Where is the fashionable mathematics? - karlicoss
https://xenaproject.wordpress.com/2020/02/09/where-is-the-fashionable-mathematics/
======
dwheeler
Article says:

> 1\. There is a large community of mathematicians out there who simply cannot
> join these communities because the learning curve is too high and much of
> the documentation is written for computer scientists.

> 2\. Even if a mathematician battles their way into one of these communities,
> there is a risk that they will not find the kind of mathematics which they
> are being taught, or teaching, in their own department, and there is a very
> big risk that they will not find much fashionable mathematics.

> My explicit question to all the people in these formal proof verification
> communities is: what are you doing about this?

I think many of the formal proof verification communities are trying to
address these. I will focus on Metamath, especially its set.mm database that
focuses on classical logic + ZFC (
[http://us.metamath.org/mpeuni/mmset.html](http://us.metamath.org/mpeuni/mmset.html)
), but much of the following applies to all of them.

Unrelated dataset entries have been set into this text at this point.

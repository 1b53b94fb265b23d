// WebSocket push transport: `ws://<host>:<port>/`.

use std::sync::Arc;

use arc_swap::ArcSwapOption;
use async_trait::async_trait;
use tokio::sync::broadcast::error::RecvError;
use tokio::sync::{broadcast, watch};
use tokio_util::sync::CancellationToken;
use tracing::{debug, warn};

use relayctl_api::models::ControlFrame;
use relayctl_api::{SocketState, WebSocketHandle};

use super::{BridgeSlot, Transport, UPDATE_CHANNEL_CAPACITY};
use crate::config::WebSocketConfig;
use crate::error::CoreError;
use crate::model::{DeviceAddress, LinkStatus, RelayId, TransportKind};
use crate::store::StateUpdate;

pub struct WebSocketTransport {
    config: WebSocketConfig,
    handle: ArcSwapOption<WebSocketHandle>,
    link_tx: Arc<watch::Sender<LinkStatus>>,
    update_tx: broadcast::Sender<StateUpdate>,
    bridge: BridgeSlot,
}

impl WebSocketTransport {
    pub fn new(config: WebSocketConfig) -> Self {
        let (link_tx, _) = watch::channel(LinkStatus::Disconnected);
        let (update_tx, _) = broadcast::channel(UPDATE_CHANNEL_CAPACITY);
        Self {
            config,
            handle: ArcSwapOption::empty(),
            link_tx: Arc::new(link_tx),
            update_tx,
            bridge: BridgeSlot::default(),
        }
    }
}

fn link_from_socket(state: SocketState) -> LinkStatus {
    match state {
        SocketState::Closed => LinkStatus::Disconnected,
        SocketState::Connecting => LinkStatus::Connecting,
        SocketState::Open => LinkStatus::Connected,
    }
}

#[async_trait]
impl Transport for WebSocketTransport {
    fn kind(&self) -> TransportKind {
        TransportKind::WebSocket
    }

    fn link(&self) -> watch::Receiver<LinkStatus> {
        self.link_tx.subscribe()
    }

    fn is_ready(&self) -> bool {
        self.handle.load().as_ref().is_some_and(|h| h.is_open())
    }

    async fn connect(&self, address: &DeviceAddress, cancel: &CancellationToken) -> Result<(), CoreError> {
        let url = address.ws_url(self.config.port)?;
        self.bridge.stop().await;
        let session = cancel.child_token();
        let handle = WebSocketHandle::connect(url, self.config.reconnect, session.clone());

        // Bridge: socket frames -> state updates, socket state -> link status.
        let mut frames = handle.subscribe();
        let mut socket_state = handle.state();
        let update_tx = self.update_tx.clone();
        let link_tx = Arc::clone(&self.link_tx);
        let bridge_session = session.clone();
        let bridge = tokio::spawn(async move {
            loop {
                tokio::select! {
                    biased;
                    () = session.cancelled() => break,
                    changed = socket_state.changed() => {
                        if changed.is_err() {
                            break;
                        }
                        let state = *socket_state.borrow_and_update();
                        link_tx.send_replace(link_from_socket(state));
                    }
                    frame = frames.recv() => match frame {
                        Ok(frame) => {
                            let _ = update_tx.send(StateUpdate::Frame(frame));
                        }
                        Err(RecvError::Lagged(n)) => warn!(skipped = n, "WebSocket bridge lagged"),
                        Err(RecvError::Closed) => break,
                    },
                }
            }
            link_tx.send_replace(LinkStatus::Disconnected);
            debug!("WebSocket bridge exiting");
        });

        self.bridge.set(bridge_session, bridge).await;

        if let Some(previous) = self.handle.swap(Some(Arc::new(handle))) {
            previous.shutdown();
        }
        Ok(())
    }

    async fn disconnect(&self) {
        self.bridge.stop().await;
        if let Some(handle) = self.handle.swap(None) {
            handle.shutdown();
        }
        self.link_tx.send_replace(LinkStatus::Disconnected);
    }

    async fn send_control(&self, relay: RelayId, on: bool) -> Result<bool, CoreError> {
        let guard = self.handle.load();
        let handle = guard.as_ref().ok_or(CoreError::TransportNotReady {
            transport: TransportKind::WebSocket,
        })?;
        handle.send(&ControlFrame::now(relay.index(), on))?;
        debug!(relay = relay.index(), on, "command sent over WebSocket");
        Ok(true)
    }

    fn subscribe(&self) -> broadcast::Receiver<StateUpdate> {
        self.update_tx.subscribe()
    }
}

#[cfg(test)]
#[allow(clippy::unwrap_used)]
mod tests {
    use super::*;

    #[test]
    fn socket_state_mapping() {
        assert_eq!(link_from_socket(SocketState::Open), LinkStatus::Connected);
        assert_eq!(link_from_socket(SocketState::Closed), LinkStatus::Disconnected);
    }

    #[tokio::test]
    async fn not_ready_before_connect() {
        let transport = WebSocketTransport::new(WebSocketConfig::default());
        assert!(!transport.is_ready());
        let err = transport.send_control(RelayId::One, true).await.unwrap_err();
        assert!(matches!(
            err,
            CoreError::TransportNotReady {
                transport: TransportKind::WebSocket
            }
        ));
    }
}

I think the main problem is that too many mathematicians expect computer
systems to have all the capabilities of a well-trained graduate mathematician.
Yet the problem is hard. Computers are much better at some things (they don't
get bored or sleepy), and humans are much better at other things (seeing the
big picture & having insights into how to combine "unrelated" ideas). Much
would be better if the formalization and traditional mathematics communities
had more "meetings of the minds" & communication in general.

Focusing on these questions:

1\. The high learning curve is true for all systems, that's true. To be fair,
mathematics has a high learning curve, you don't learn how to do it in a week.
The problem is that although tools are very good at _verifying_ formalized
proofs, they are not great at coming up with the proofs themselves. I do agree
that the documentation could be improved so "non computer scientists" could do
things more easily. I think much of what's needed is for traditional
mathematicians to engage with the formalization community, to make it clearer
what's missing. There also needs to be work (and funding) on improved tooling,
which implies a need for more funding (I'll discuss that below).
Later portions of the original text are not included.